### Records for this task

//! Flat records stored as `## Title {attrs}` blocks in their own sections.
//!
//! # Invariants
//! - Absent optional attributes are `None` (or empty collections) and are
//!   not written back to the document.

use super::{Entity, EntityKind};
use serde::{Deserialize, Serialize};

#[derive(Debug, Clone, Copy, Default, PartialEq, Eq, Serialize, Deserialize)]
pub struct Position {
    pub x: i64,
    pub y: i64,
}

#[derive(Debug, Clone, Copy, Default, PartialEq, Eq, Serialize, Deserialize)]
pub struct Size {
    pub width: i64,
    pub height: i64,
}

#[derive(Debug, Clone, PartialEq, Eq, Serialize, Deserialize)]
pub struct Goal {
    pub id: String,
    pub title: String,
    pub description: String,
    /// `enterprise` or `project`.
    pub goal_type: String,
    pub kpi: Option<String>,
    pub start_date: Option<String>,
    pub end_date: Option<String>,
    pub status: String,
}

impl Goal {
    pub fn new(title: impl Into<String>) -> Self {
        Self {
            id: String::new(),
            title: title.into(),
            description: String::new(),
            goal_type: "project".to_string(),
            kpi: None,
            start_date: None,
            end_date: None,
            status: "planning".to_string(),
        }
    }
}

record_entity!(Goal, GoalPatch, EntityKind::Goal, {
    title: String,
    description: String,
    goal_type: String,
    kpi: Option<String>,
    start_date: Option<String>,
    end_date: Option<String>,
    status: String,
});

#[derive(Debug, Clone, PartialEq, Eq, Serialize, Deserialize)]
pub struct Milestone {
    pub id: String,
    pub name: String,
    pub target: Option<String>,
    pub status: String,
    pub description: String,
}

impl Milestone {
    pub fn new(name: impl Into<String>) -> Self {
        Self {
            id: String::new(),
            name: name.into(),
            target: None,
            status: "open".to_string(),
            description: String::new(),
        }
    }
}

record_entity!(Milestone, MilestonePatch, EntityKind::Milestone, {
    name: String,
    target: Option<String>,
    status: String,
    description: String,
});

#[derive(Debug, Clone, PartialEq, Eq, Serialize, Deserialize)]
pub struct Idea {
    pub id: String,
    pub title: String,
    pub status: String,
    pub category: Option<String>,
    pub created: Option<String>,
    /// Ids of related ideas.
    pub links: Vec<String>,
    pub description: String,
}

impl Idea {
    pub fn new(title: impl Into<String>) -> Self {
        Self {
            id: String::new(),
            title: title.into(),
            status: "new".to_string(),
            category: None,
            created: None,
            links: Vec::new(),
            description: String::new(),
        }
    }
}

record_entity!(Idea, IdeaPatch, EntityKind::Idea, {
    title: String,
    status: String,
    category: Option<String>,
    created: Option<String>,
    links: Vec<String>,
    description: String,
});

/// Continue / stop / start retrospective.
#[derive(Debug, Clone, PartialEq, Eq, Serialize, Deserialize)]
pub struct Retrospective {
    pub id: String,
    pub title: String,
    pub date: Option<String>,
    pub status: String,
    pub continue_items: Vec<String>,
    pub stop_items: Vec<String>,
    pub start_items: Vec<String>,
}

impl Retrospective {
    pub fn new(title: impl Into<String>) -> Self {
        Self {
            id: String::new(),
            title: title.into(),
            date: None,
            status: "open".to_string(),
            continue_items: Vec::new(),
            stop_items: Vec::new(),
            start_items: Vec::new(),
        }
    }
}

record_entity!(Retrospective, RetrospectivePatch, EntityKind::Retrospective, {
    title: String,
    date: Option<String>,
    status: String,
    continue_items: Vec<String>,
    stop_items: Vec<String>,
    start_items: Vec<String>,
});

/// Canvas sticky note.
#[derive(Debug, Clone, PartialEq, Eq, Serialize, Deserialize)]
pub struct StickyNote {
    pub id: String,
    pub content: String,
    pub color: String,
    pub position: Position,
    pub size: Option<Size>,
}

impl StickyNote {
    pub fn new(content: impl Into<String>) -> Self {
        Self {
            id: String::new(),
            content: content.into(),
            color: "yellow".to_string(),
            position: Position::default(),
            size: None,
        }
    }
}

record_entity!(StickyNote, StickyNotePatch, EntityKind::StickyNote, {
    content: String,
    color: String,
    position: Position,
    size: Option<Size>,
});

/// One bullet of a mindmap; ids are derived from the mindmap id and the
/// node's position, so they are not stored in the document.
#[derive(Debug, Clone, PartialEq, Eq, Serialize, Deserialize)]
pub struct MindmapNode {
    pub id: String,
    pub text: String,
    /// Zero for root bullets.
    pub level: usize,
    pub parent: Option<String>,
}

#[derive(Debug, Clone, PartialEq, Eq, Serialize, Deserialize)]
pub struct Mindmap {
    pub id: String,
    pub title: String,
    pub nodes: Vec<MindmapNode>,
}

impl Mindmap {
    pub fn new(title: impl Into<String>) -> Self {
        Self {
            id: String::new(),
            title: title.into(),
            nodes: Vec::new(),
        }
    }

    pub fn node_id(mindmap_id: &str, index: usize) -> String {
        format!("{mindmap_id}_node_{}", index + 1)
    }

    /// Rewrites node ids and parent links for the current mindmap id.
    fn renumber_nodes(&mut self) {
        let old_ids: Vec<String> = self.nodes.iter().map(|node| node.id.clone()).collect();
        for (index, node) in self.nodes.iter_mut().enumerate() {
            node.id = Mindmap::node_id(&self.id, index);
        }
        let new_ids: Vec<String> = self.nodes.iter().map(|node| node.id.clone()).collect();
        for node in &mut self.nodes {
            if let Some(parent) = node.parent.as_mut() {
                if let Some(pos) = old_ids.iter().position(|old| old == parent) {
                    *parent = new_ids[pos].clone();
                }
            }
        }
    }
}

#[derive(Debug, Clone, Default)]
pub struct MindmapPatch {
    pub title: Option<String>,
    pub nodes: Option<Vec<MindmapNode>>,
}

impl Entity for Mindmap {
    const KIND: EntityKind = EntityKind::Mindmap;
    type Patch = MindmapPatch;

    fn id(&self) -> &str {
        &self.id
    }

    fn set_id(&mut self, id: String) {
        self.id = id;
        self.renumber_nodes();
    }

    fn apply_patch(&mut self, patch: MindmapPatch) {
        if let Some(title) = patch.title {
            self.title = title;
        }
        if let Some(nodes) = patch.nodes {
            self.nodes = nodes;
            self.renumber_nodes();
        }
    }
}

#[derive(Debug, Clone, Default, PartialEq, Eq, Serialize, Deserialize)]
pub struct C4Connection {
    pub target: String,
    pub label: String,
}

/// Architecture element on the C4 canvas.
#[derive(Debug, Clone, PartialEq, Eq, Serialize, Deserialize)]
pub struct C4Component {
    pub id: String,
    pub name: String,
    /// `context`, `container`, `component` or `code`.
    pub level: String,
    pub component_type: String,
    pub technology: Option<String>,
    pub description: String,
    pub position: Position,
    pub connections: Vec<C4Connection>,
    pub children: Vec<String>,
    pub parent: Option<String>,
}

impl C4Component {
    pub fn new(name: impl Into<String>, level: impl Into<String>) -> Self {
        Self {
            id: String::new(),
            name: name.into(),
            level: level.into(),
            component_type: "system".to_string(),
            technology: None,
            description: String::new(),
            position: Position::default(),
            connections: Vec::new(),
            children: Vec::new(),
            parent: None,
        }
    }
}

record_entity!(C4Component, C4ComponentPatch, EntityKind::C4Component, {
    name: String,
    level: String,
    component_type: String,
    technology: Option<String>,
    description: String,
    position: Position,
    connections: Vec<C4Connection>,
    children: Vec<String>,
    parent: Option<String>,
});

#[derive(Debug, Clone, PartialEq, Eq, Serialize, Deserialize)]
pub struct Customer {
    pub id: String,
    pub name: String,
    pub email: Option<String>,
    pub phone: Option<String>,
    pub address: Option<String>,
    pub notes: String,
}

impl Customer {
    pub fn new(name: impl Into<String>) -> Self {
        Self {
            id: String::new(),
            name: name.into(),
            email: None,
            phone: None,
            address: None,
            notes: String::new(),
        }
    }
}

record_entity!(Customer, CustomerPatch, EntityKind::Customer, {
    name: String,
    email: Option<String>,
    phone: Option<String>,
    address: Option<String>,
    notes: String,
});

#[derive(Debug, Clone, PartialEq, Eq, Serialize, Deserialize)]
pub struct Company {
    pub id: String,
    pub name: String,
    pub industry: Option<String>,
    pub website: Option<String>,
    pub phone: Option<String>,
    pub address: Option<String>,
    pub created: Option<String>,
    pub notes: String,
}

impl Company {
    pub fn new(name: impl Into<String>) -> Self {
        Self {
            id: String::new(),
            name: name.into(),
            industry: None,
            website: None,
            phone: None,
            address: None,
            created: None,
            notes: String::new(),
        }
    }
}

record_entity!(Company, CompanyPatch, EntityKind::Company, {
    name: String,
    industry: Option<String>,
    website: Option<String>,
    phone: Option<String>,
    address: Option<String>,
    created: Option<String>,
    notes: String,
});

#[cfg(test)]
mod tests {
    use super::{Goal, GoalPatch, Mindmap, MindmapNode};
    use crate::model::Entity;

    #[test]
    fn patch_preserves_unset_fields() {
        let mut goal = Goal::new("Grow");
        goal.kpi = Some("ARR".to_string());
        goal.apply_patch(GoalPatch {
            status: Some("active".to_string()),
            ..GoalPatch::default()
        });
        assert_eq!(goal.status, "active");
        assert_eq!(goal.kpi.as_deref(), Some("ARR"));
    }

    #[test]
    fn mindmap_set_id_renumbers_nodes() {
        let mut map = Mindmap::new("Plan");
        map.nodes = vec![
            MindmapNode {
                id: "a".to_string(),
                text: "Root".to_string(),
                level: 0,
                parent: None,
            },
            MindmapNode {
                id: "b".to_string(),
                text: "Leaf".to_string(),
                level: 1,
                parent: Some("a".to_string()),
            },
        ];
        map.set_id("mindmap_4".to_string());
        assert_eq!(map.nodes[0].id, "mindmap_4_node_1");
        assert_eq!(map.nodes[1].parent.as_deref(), Some("mindmap_4_node_1"));
    }
}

### The problem
Please show every line of the records that holds the word "super".

### Written response
use super::{Entity, EntityKind};
    use super::{Goal, GoalPatch, Mindmap, MindmapNode};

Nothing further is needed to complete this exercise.